[PROBLEM DESCRIPTION]
Whenever the string "TrueTypeLimits" turns up in a line of the data below, copy that line.

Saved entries
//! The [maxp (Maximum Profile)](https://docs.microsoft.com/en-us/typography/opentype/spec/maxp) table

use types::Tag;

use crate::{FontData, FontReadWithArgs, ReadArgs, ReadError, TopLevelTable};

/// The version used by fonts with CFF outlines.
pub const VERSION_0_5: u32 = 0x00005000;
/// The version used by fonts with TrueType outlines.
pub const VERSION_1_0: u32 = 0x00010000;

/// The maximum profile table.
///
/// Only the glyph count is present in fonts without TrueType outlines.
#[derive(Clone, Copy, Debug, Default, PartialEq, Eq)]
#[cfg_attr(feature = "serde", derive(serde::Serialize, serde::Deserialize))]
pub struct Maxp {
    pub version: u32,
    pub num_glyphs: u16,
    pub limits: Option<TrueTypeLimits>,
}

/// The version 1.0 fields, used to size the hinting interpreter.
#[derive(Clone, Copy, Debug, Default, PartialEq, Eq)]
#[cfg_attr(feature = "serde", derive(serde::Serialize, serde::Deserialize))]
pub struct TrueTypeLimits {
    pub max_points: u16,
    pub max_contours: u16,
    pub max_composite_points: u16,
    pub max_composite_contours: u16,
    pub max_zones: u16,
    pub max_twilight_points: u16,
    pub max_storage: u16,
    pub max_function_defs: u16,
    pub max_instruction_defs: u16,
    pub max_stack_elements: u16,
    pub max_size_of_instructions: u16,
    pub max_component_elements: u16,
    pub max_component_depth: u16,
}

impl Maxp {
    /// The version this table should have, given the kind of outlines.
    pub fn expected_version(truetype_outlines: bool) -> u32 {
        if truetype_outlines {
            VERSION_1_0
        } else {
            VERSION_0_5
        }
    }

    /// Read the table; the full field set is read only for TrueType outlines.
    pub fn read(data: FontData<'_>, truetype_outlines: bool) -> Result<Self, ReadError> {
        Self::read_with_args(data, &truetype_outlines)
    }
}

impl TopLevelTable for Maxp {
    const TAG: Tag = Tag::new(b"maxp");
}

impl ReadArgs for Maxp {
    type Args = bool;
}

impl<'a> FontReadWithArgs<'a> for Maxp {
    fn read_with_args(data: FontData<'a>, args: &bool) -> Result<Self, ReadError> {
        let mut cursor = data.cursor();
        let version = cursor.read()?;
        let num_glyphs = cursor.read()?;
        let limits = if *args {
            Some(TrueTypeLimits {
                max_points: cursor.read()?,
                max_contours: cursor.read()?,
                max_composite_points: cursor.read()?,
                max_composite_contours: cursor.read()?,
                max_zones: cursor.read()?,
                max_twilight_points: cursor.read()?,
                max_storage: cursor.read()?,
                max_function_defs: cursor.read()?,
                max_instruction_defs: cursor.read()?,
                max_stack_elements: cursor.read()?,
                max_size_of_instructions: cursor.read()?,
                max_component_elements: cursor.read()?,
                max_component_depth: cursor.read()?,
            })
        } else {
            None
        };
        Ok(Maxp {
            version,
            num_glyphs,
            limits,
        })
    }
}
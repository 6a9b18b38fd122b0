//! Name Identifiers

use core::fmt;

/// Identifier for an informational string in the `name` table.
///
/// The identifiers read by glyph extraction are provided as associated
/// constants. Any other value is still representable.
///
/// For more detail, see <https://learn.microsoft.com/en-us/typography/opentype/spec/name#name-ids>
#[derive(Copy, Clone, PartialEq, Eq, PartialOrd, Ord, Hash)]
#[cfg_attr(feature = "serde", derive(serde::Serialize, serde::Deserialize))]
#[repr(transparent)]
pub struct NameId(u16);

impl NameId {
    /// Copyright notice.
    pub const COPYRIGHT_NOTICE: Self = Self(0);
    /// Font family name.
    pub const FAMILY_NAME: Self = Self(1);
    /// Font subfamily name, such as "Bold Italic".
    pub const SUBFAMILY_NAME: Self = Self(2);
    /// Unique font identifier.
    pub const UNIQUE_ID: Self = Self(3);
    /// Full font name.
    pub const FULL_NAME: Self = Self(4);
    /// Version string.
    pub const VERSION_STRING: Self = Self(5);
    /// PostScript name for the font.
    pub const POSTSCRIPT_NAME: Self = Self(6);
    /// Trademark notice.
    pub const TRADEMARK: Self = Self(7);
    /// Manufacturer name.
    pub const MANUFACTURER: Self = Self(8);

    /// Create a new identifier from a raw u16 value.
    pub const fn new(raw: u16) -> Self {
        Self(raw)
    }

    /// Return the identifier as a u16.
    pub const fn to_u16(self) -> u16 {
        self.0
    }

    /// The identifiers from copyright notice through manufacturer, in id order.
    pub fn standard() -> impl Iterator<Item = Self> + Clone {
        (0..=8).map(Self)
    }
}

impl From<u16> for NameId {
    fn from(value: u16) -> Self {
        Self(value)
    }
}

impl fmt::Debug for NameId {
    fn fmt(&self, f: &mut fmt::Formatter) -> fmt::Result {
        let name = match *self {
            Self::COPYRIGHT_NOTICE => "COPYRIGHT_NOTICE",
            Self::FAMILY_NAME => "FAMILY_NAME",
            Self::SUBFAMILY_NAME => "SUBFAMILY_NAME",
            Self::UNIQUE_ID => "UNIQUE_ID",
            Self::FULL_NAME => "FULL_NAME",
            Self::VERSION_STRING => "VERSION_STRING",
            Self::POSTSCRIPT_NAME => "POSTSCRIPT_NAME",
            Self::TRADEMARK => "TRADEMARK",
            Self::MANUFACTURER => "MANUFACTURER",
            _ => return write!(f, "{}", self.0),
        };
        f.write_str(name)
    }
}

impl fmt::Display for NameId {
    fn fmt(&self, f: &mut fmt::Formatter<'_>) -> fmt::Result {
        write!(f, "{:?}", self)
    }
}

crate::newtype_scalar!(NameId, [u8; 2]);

[RESPONSE AREA]
    pub limits: Option<TrueTypeLimits>,
pub struct TrueTypeLimits {
            Some(TrueTypeLimits {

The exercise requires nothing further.